WHAT THE TASK ASKS:
Among the entries below, find every line that contains the string "debug", then copy it.
──────────────────────────────
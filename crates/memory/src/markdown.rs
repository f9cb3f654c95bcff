//! Markdown dialect shared by the memory file and the daily logs.
//!
//! Memory file:
//! ```text
//! # Memory
//!
//! ## Config
//!
//! - **database_host**: localhost:5432
//! ```
//!
//! Daily log:
//! ```text
//! # Daily Log — 2026-02-18
//!
//! - `09:15:02` User completed onboarding
//! ```
use std::sync::LazyLock;

use regex::Regex;
use tracing::debug;

use crate::schema::{CategoryMap, DEFAULT_CATEGORY, Entry, LogEntry};

static HEADING_RE: LazyLock<Regex> =
    LazyLock::new(|| Regex::new(r"^##\s+(.+)$").expect("valid heading regex"));
static ENTRY_RE: LazyLock<Regex> =
    LazyLock::new(|| Regex::new(r"^- \*\*(.+?)\*\*:\s*(.+)$").expect("valid entry regex"));
static LOG_LINE_RE: LazyLock<Regex> =
    LazyLock::new(|| Regex::new(r"^- `(.+?)`\s+(.+)$").expect("valid log line regex"));

/// Parse a memory file.  Lines that are neither a `##` heading nor an entry
/// bullet are ignored; entries before the first heading, or under a heading
/// with a blank name, land in `general`.
pub fn parse_memory(text: &str) -> CategoryMap {
    let mut map = CategoryMap::new();
    let mut current = DEFAULT_CATEGORY.to_string();

    for (line_idx, line) in text.lines().enumerate() {
        if let Some(caps) = HEADING_RE.captures(line) {
            let name = caps[1].trim().to_lowercase();
            if name.is_empty() {
                debug!(line = line_idx + 1, "blank heading in memory file, using general");
                current = DEFAULT_CATEGORY.to_string();
            } else {
                current = name;
                map.entries_mut(&current);
            }
            continue;
        }

        if let Some(caps) = ENTRY_RE.captures(line) {
            map.entries_mut(&current)
                .push(Entry::new(&caps[1], &caps[2]));
        } else if line.starts_with("- ") {
            debug!(line = line_idx + 1, "skipping unrecognised bullet in memory file");
        }
    }

    map
}

/// Render a memory file.  Empty categories are kept as bare headings.
pub fn render_memory(map: &CategoryMap) -> String {
    let mut lines: Vec<String> = vec!["# Memory\n".to_string()];
    for (category, entries) in map.iter() {
        lines.push(format!("## {}\n", heading_for(category)));
        for entry in entries {
            lines.push(format!("- **{}**: {}", entry.key, entry.value));
        }
        lines.push(String::new());
    }
    lines.join("\n")
}

pub fn log_header(date_label: &str) -> String {
    format!("# Daily Log — {date_label}\n\n")
}

pub fn render_log_line(entry: &LogEntry) -> String {
    format!("- `{}` {}\n", entry.timestamp, entry.text)
}

pub fn parse_log(text: &str) -> Vec<LogEntry> {
    text.lines()
        .filter_map(|line| LOG_LINE_RE.captures(line))
        .map(|caps| LogEntry {
            timestamp: caps[1].to_string(),
            text: caps[2].to_string(),
        })
        .collect()
}

/// Title-cased heading, or the name as-is when lower-casing the title would
/// not give the name back (`ß` upper-cases to `SS`).
fn heading_for(category: &str) -> String {
    let titled = title_case(category);
    if titled.to_lowercase() == category {
        titled
    } else {
        category.to_string()
    }
}

/// Upper-case the first letter of every alphabetic run, lower-case the rest.
/// `cat_a` → `Cat_A`; parsing lower-cases the heading again.
pub fn title_case(s: &str) -> String {
    let mut out = String::with_capacity(s.len());
    let mut in_word = false;
    for ch in s.chars() {
        if ch.is_alphabetic() {
            if in_word {
                out.extend(ch.to_lowercase());
            } else {
                out.extend(ch.to_uppercase());
            }
            in_word = true;
        } else {
            out.push(ch);
            in_word = false;
        }
    }
    out
}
──────────────────────────────
REPLY:
use tracing::debug;
                debug!(line = line_idx + 1, "blank heading in memory file, using general");
            debug!(line = line_idx + 1, "skipping unrecognised bullet in memory file");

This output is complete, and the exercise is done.